▸ Work to complete:
Look below for lines that hold the string "tracing" and copy each one.

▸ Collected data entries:
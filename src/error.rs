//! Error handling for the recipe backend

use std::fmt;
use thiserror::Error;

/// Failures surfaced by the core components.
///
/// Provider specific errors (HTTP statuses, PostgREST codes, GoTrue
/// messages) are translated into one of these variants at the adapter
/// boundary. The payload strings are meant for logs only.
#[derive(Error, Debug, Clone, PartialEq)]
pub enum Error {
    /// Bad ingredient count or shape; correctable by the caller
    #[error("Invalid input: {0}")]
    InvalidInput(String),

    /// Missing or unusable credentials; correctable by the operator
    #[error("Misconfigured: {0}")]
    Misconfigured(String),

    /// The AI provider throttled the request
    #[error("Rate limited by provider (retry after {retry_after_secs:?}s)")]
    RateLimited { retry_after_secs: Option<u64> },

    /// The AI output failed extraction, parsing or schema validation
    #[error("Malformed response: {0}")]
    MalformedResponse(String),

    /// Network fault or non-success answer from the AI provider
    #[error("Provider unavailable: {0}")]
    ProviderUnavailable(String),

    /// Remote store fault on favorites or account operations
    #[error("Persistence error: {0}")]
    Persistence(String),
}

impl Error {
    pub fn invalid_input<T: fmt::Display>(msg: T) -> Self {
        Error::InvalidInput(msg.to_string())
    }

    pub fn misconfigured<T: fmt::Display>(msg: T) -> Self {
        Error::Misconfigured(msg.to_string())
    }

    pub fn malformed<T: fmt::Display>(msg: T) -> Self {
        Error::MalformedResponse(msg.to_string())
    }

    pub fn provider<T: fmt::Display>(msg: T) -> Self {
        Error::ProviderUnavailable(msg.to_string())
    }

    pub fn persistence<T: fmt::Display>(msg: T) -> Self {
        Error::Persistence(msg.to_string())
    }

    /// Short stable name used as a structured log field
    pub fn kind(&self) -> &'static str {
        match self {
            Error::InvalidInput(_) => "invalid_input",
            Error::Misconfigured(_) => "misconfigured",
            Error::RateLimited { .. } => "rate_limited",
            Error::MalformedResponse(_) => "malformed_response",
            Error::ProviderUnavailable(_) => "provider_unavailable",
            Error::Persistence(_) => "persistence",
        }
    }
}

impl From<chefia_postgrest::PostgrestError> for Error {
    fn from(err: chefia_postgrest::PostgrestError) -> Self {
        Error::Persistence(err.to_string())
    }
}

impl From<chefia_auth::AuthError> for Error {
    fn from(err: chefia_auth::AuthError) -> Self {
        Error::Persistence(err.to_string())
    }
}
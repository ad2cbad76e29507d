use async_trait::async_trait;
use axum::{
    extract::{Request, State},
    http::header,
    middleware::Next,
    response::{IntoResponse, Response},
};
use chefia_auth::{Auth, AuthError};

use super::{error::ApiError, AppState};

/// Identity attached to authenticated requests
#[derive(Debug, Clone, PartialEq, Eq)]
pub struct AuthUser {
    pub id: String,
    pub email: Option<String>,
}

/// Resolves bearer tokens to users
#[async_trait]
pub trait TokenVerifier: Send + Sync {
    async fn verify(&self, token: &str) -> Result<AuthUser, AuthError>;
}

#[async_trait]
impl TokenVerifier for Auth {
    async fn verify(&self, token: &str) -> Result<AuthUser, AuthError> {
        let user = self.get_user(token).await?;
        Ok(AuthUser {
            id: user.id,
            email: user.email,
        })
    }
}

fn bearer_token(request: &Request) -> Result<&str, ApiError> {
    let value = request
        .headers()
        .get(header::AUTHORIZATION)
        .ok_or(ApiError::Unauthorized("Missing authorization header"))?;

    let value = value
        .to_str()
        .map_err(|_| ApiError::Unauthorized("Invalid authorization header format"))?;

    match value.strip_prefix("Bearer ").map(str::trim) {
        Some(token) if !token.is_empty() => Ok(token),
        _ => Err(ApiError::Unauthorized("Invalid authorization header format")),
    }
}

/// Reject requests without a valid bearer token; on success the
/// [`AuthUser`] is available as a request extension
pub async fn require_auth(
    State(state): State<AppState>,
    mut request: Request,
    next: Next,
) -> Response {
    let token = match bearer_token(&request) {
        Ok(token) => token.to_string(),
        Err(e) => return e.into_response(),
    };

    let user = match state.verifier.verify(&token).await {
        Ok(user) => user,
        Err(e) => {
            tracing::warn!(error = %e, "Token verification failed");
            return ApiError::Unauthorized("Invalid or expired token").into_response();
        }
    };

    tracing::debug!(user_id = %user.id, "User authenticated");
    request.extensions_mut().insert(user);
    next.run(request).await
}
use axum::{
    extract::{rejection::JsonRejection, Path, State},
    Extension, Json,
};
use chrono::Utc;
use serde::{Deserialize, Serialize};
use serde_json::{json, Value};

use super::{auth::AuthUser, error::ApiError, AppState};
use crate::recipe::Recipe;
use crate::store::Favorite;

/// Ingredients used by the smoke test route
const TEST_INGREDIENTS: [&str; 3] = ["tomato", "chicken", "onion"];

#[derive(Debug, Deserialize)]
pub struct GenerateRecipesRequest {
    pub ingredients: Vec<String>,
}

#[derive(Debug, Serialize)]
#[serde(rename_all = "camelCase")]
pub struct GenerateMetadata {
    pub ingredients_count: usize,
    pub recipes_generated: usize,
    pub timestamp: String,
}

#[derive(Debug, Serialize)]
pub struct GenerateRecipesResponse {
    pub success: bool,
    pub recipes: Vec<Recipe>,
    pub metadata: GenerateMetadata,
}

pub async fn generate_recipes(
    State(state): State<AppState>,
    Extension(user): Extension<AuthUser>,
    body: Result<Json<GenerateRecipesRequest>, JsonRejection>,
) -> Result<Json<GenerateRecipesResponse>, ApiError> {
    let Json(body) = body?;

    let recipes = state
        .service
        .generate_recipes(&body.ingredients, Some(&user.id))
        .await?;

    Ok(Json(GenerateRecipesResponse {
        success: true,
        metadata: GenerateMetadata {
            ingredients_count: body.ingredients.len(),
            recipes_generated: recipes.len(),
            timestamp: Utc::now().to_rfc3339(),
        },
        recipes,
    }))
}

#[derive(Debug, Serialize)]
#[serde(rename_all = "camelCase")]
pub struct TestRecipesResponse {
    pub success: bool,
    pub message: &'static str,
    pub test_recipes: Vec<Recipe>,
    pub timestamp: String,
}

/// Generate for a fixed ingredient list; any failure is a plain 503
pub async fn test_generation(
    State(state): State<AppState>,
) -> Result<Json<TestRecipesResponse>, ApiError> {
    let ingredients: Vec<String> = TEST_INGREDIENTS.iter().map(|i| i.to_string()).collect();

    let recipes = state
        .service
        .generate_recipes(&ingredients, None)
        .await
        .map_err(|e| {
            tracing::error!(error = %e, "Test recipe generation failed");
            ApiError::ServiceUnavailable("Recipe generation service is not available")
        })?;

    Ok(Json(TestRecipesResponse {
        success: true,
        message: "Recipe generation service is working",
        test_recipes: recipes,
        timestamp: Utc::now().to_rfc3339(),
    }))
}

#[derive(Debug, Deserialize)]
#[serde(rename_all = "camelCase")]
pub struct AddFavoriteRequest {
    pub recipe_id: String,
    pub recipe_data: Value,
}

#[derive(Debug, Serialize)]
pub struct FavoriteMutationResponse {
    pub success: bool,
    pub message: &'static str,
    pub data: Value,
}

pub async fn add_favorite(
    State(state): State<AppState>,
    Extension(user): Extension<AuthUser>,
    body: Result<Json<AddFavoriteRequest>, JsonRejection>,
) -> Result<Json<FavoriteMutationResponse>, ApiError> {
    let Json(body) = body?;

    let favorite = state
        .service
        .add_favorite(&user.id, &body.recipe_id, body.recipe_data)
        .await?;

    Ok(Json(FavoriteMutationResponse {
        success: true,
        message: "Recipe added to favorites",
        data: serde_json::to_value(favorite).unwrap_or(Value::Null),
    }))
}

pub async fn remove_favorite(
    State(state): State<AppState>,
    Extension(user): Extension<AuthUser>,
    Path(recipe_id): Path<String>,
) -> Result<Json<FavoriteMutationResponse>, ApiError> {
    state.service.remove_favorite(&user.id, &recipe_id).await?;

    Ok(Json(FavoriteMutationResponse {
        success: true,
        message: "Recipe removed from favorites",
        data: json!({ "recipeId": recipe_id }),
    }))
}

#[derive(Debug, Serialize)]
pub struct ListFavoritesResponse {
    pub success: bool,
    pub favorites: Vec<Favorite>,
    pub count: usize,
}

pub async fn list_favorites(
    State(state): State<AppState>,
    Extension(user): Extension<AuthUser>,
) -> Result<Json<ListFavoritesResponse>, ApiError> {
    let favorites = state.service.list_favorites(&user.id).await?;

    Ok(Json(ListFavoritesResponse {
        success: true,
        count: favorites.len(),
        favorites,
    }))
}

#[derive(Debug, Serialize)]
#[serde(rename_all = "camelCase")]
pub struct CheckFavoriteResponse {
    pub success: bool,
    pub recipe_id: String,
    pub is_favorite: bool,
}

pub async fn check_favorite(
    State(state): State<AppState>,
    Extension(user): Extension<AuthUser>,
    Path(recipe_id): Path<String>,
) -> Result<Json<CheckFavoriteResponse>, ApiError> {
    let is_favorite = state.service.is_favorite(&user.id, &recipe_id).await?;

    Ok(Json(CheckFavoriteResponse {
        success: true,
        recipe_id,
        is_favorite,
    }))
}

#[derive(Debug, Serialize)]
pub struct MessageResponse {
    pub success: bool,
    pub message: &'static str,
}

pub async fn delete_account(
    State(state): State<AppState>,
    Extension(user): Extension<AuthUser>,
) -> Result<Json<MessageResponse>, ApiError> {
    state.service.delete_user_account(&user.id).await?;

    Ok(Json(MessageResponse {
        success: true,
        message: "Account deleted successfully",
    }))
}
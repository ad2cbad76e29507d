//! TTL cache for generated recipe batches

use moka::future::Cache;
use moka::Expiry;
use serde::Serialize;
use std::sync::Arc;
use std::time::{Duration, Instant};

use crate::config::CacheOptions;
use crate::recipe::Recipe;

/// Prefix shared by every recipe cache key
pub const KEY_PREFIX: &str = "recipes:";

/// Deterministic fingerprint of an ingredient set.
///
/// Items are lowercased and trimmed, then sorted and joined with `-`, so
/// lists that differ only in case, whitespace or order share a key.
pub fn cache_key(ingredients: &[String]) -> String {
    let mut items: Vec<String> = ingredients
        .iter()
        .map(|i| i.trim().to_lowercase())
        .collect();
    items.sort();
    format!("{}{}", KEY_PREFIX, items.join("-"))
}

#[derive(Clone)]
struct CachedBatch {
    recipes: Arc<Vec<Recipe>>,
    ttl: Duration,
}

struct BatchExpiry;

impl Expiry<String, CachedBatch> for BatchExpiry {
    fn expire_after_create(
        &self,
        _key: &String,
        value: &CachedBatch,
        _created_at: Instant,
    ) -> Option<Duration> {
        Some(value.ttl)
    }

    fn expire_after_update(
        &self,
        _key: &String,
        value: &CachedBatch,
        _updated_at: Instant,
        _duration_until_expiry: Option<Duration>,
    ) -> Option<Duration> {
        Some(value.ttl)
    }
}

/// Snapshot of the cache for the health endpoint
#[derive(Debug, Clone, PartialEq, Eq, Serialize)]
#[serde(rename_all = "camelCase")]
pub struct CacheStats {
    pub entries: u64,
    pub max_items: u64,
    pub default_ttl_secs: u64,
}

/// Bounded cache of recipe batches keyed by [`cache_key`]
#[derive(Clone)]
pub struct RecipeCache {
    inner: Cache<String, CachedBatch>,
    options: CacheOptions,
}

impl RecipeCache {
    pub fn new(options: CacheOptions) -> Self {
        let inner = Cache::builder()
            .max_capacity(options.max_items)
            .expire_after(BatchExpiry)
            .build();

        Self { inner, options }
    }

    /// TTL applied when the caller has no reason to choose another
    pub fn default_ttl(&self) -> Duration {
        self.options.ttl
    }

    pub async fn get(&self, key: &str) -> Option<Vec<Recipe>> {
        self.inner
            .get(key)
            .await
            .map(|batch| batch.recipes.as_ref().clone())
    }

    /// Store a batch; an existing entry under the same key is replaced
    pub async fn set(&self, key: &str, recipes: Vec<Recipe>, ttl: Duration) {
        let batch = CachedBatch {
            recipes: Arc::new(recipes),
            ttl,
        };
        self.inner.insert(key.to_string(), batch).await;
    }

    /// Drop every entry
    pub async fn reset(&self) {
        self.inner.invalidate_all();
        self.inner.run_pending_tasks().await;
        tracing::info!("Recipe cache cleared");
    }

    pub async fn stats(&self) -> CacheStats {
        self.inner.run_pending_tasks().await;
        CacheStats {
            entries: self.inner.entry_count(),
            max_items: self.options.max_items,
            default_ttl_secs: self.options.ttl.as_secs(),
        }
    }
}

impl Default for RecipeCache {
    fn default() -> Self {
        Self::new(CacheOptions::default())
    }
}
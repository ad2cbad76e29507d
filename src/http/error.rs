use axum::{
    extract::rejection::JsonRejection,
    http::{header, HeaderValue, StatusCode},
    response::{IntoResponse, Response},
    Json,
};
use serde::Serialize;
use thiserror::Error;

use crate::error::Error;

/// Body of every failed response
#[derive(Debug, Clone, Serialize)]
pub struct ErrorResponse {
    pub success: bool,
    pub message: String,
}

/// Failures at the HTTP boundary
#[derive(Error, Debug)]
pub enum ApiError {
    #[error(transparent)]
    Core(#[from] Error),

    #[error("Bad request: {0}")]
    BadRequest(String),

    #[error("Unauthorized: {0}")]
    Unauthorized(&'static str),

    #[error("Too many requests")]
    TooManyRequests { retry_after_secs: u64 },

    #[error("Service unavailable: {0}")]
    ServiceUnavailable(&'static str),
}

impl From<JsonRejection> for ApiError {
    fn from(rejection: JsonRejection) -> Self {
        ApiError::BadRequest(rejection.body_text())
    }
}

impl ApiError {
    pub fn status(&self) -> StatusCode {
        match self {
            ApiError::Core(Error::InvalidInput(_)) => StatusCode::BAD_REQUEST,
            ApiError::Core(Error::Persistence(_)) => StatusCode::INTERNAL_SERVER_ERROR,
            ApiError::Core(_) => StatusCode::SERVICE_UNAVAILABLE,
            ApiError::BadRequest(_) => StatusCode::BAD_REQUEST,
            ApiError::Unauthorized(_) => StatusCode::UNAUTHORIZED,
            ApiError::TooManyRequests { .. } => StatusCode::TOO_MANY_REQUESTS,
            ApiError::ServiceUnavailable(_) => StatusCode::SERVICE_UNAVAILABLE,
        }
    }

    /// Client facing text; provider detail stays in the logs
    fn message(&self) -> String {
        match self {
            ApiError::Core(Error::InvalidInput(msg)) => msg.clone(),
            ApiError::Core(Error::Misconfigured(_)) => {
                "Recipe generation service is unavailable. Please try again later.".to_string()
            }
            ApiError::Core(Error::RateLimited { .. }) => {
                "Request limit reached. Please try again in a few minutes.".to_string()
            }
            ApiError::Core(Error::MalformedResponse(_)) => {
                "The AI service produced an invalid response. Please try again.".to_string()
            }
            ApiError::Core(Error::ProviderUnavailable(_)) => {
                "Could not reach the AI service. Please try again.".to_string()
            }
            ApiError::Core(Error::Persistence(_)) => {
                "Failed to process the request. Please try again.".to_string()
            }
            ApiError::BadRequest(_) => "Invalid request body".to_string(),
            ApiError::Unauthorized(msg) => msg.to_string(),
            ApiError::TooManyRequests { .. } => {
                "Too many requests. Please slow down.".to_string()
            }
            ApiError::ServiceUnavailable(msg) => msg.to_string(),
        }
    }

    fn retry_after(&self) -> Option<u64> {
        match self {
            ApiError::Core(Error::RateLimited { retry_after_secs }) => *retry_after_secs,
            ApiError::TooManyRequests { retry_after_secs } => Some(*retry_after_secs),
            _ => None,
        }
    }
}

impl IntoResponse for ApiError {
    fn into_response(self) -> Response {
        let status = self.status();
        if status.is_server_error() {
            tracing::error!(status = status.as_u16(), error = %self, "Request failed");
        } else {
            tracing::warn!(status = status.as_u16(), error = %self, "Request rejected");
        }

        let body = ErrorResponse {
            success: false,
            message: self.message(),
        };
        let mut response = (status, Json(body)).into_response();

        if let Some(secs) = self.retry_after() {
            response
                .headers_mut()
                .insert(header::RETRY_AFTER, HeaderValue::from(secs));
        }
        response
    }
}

▸ Solved exercise:
            tracing::warn!(error = %e, "Token verification failed");
    tracing::debug!(user_id = %user.id, "User authenticated");
            tracing::error!(error = %e, "Test recipe generation failed");
        tracing::info!("Recipe cache cleared");
            tracing::error!(status = status.as_u16(), error = %self, "Request failed");
            tracing::warn!(status = status.as_u16(), error = %self, "Request rejected");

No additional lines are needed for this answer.